**ACTIVITY**
Look for the string "CancelHandle" in the material below. Copy every line where you find it.

**RECORDED DATA**
——

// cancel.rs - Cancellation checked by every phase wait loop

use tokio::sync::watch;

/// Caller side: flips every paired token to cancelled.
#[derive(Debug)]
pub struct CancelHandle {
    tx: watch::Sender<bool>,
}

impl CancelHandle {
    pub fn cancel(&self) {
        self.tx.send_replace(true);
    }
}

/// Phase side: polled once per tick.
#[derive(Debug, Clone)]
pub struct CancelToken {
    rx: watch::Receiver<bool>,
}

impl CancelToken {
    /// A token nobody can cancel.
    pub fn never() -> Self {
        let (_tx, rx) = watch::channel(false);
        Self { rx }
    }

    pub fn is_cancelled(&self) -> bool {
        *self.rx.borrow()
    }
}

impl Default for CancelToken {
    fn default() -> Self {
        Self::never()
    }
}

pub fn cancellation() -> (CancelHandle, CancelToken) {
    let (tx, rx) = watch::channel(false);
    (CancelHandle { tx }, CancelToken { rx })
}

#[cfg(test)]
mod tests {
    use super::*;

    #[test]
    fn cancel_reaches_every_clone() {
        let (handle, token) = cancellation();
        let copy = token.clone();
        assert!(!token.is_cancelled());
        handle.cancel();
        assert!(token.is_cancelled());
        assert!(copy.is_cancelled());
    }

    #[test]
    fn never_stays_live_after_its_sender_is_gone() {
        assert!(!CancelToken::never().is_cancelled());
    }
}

——

**RESPONSE AREA**
pub struct CancelHandle {
impl CancelHandle {
pub fn cancellation() -> (CancelHandle, CancelToken) {
    (CancelHandle { tx }, CancelToken { rx })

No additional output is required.